### PROBLEM DESCRIPTION
Output the opening lines of the records exactly. End with the line that contains "pub struct Esp32Wifi<'a>".

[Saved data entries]

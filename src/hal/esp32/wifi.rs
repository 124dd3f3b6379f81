//! WiFi connection management for ESP32-C3.
//!
//! Provides synchronous WiFi station mode connection using esp-idf-svc.
//!
//! # Example
//!
//! ```ignore
//! use top_ams::hal::esp32::Esp32Wifi;
//! use top_ams::config::WifiConfig;
//!
//! let config = WifiConfig::default()
//!     .with_ssid("MyNetwork")
//!     .with_password("secret123");
//!
//! let wifi = Esp32Wifi::new(modem, sysloop, nvs, &config)?;
//! // WiFi is now connected and has an IP address
//! log::info!("IP: {:?}", wifi.ip_addr());
//! ```

use std::net::Ipv4Addr;

use esp_idf_hal::modem::Modem;
use esp_idf_svc::eventloop::EspSystemEventLoop;
use esp_idf_svc::nvs::EspDefaultNvsPartition;
use esp_idf_svc::wifi::{BlockingWifi, ClientConfiguration, Configuration, EspWifi};
use log::info;

use crate::config::{truncated, WifiConfig};

/// WiFi connection manager for ESP32.
///
/// Manages a station-mode WiFi connection. The connection is established
/// during construction and maintained for the lifetime of this struct.
pub struct Esp32Wifi<'a> {
    wifi: BlockingWifi<EspWifi<'a>>,
}

impl<'a> Esp32Wifi<'a> {
    /// Create a new WiFi connection.
    ///
    /// This will:
    /// 1. Initialize the WiFi driver
    /// 2. Configure station mode with the provided credentials
    /// 3. Connect to the access point
    /// 4. Wait for DHCP to assign an IP address
    ///
    /// # Errors
    ///
    /// Returns an error if initialization, association or DHCP fails.
    pub fn new(
        modem: Modem,
        sysloop: EspSystemEventLoop,
        nvs: Option<EspDefaultNvsPartition>,
        config: &WifiConfig,
    ) -> anyhow::Result<Self> {
        let esp_wifi = EspWifi::new(modem, sysloop.clone(), nvs)?;
        let mut wifi = BlockingWifi::wrap(esp_wifi, sysloop)?;

        wifi.set_configuration(&client_configuration(config))?;

        info!("wifi starting");
        wifi.start()?;

        info!("wifi connecting to '{}'", config.ssid);
        wifi.connect()?;

        info!("wifi waiting for DHCP");
        wifi.wait_netif_up()?;

        if let Ok(ip_info) = wifi.wifi().sta_netif().get_ip_info() {
            info!("wifi connected, IP {}", ip_info.ip);
        }

        Ok(Self { wifi })
    }

    /// Get the current IP address, if connected.
    pub fn ip_addr(&self) -> Option<Ipv4Addr> {
        self.wifi
            .wifi()
            .sta_netif()
            .get_ip_info()
            .ok()
            .map(|info| info.ip)
    }

    /// Check if WiFi is connected.
    pub fn is_connected(&self) -> bool {
        self.wifi.is_connected().unwrap_or(false)
    }

    /// Drop the current association and start a new one with `config`.
    ///
    /// Returns once the attempt is started; association and DHCP finish
    /// in the background.
    pub fn reconnect(&mut self, config: &WifiConfig) -> anyhow::Result<()> {
        let driver = self.wifi.wifi_mut();
        // Not being associated is fine here
        let _ = driver.disconnect();
        driver.set_configuration(&client_configuration(config))?;
        driver.connect()?;
        info!("wifi reconnecting to '{}'", config.ssid);
        Ok(())
    }
}

fn client_configuration(config: &WifiConfig) -> Configuration {
    // esp-idf caps SSID and passphrase lengths
    Configuration::Client(ClientConfiguration {
        ssid: truncated::<32>(config.ssid.as_str()),
        password: truncated::<64>(config.password.as_str()),
        ..Default::default()
    })
}
//! Trait definitions for storage, device control and the printer channel.
//!
//! This module defines the seams that let top-ams:
//! - Persist state on different backends (NVS, files, in-memory mock)
//! - Run device side effects on hardware or against a recording mock
//! - Publish printer commands over whichever MQTT client is available
//!
//! # Submodules
//!
//! - `storage`: [`KvStore`] blob store used by the registry and settings
//! - `device`: [`DeviceControl`] for reboot, Wi-Fi reconnect, MAC, settings
//! - `network`: [`PrinterLink`] outbound printer command channel

pub mod device;
pub mod network;
pub mod storage;

pub use device::*;
pub use network::*;
pub use storage::*;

### RESPONSE BELOW
filename src/hal/esp32/wifi.rs
repository 124dd3f3b6379f81
//! WiFi connection management for ESP32-C3.
//!
//! Provides synchronous WiFi station mode connection using esp-idf-svc.
//!
//! # Example
//!
//! ```ignore
//! use top_ams::hal::esp32::Esp32Wifi;
//! use top_ams::config::WifiConfig;
//!
//! let config = WifiConfig::default()
//!     .with_ssid("MyNetwork")
//!     .with_password("secret123");
//!
//! let wifi = Esp32Wifi::new(modem, sysloop, nvs, &config)?;
//! // WiFi is now connected and has an IP address
//! log::info!("IP: {:?}", wifi.ip_addr());
//! ```

use std::net::Ipv4Addr;

use esp_idf_hal::modem::Modem;
use esp_idf_svc::eventloop::EspSystemEventLoop;
use esp_idf_svc::nvs::EspDefaultNvsPartition;
use esp_idf_svc::wifi::{BlockingWifi, ClientConfiguration, Configuration, EspWifi};
use log::info;

use crate::config::{truncated, WifiConfig};

/// WiFi connection manager for ESP32.
///
/// Manages a station-mode WiFi connection. The connection is established
/// during construction and maintained for the lifetime of this struct.
pub struct Esp32Wifi<'a> {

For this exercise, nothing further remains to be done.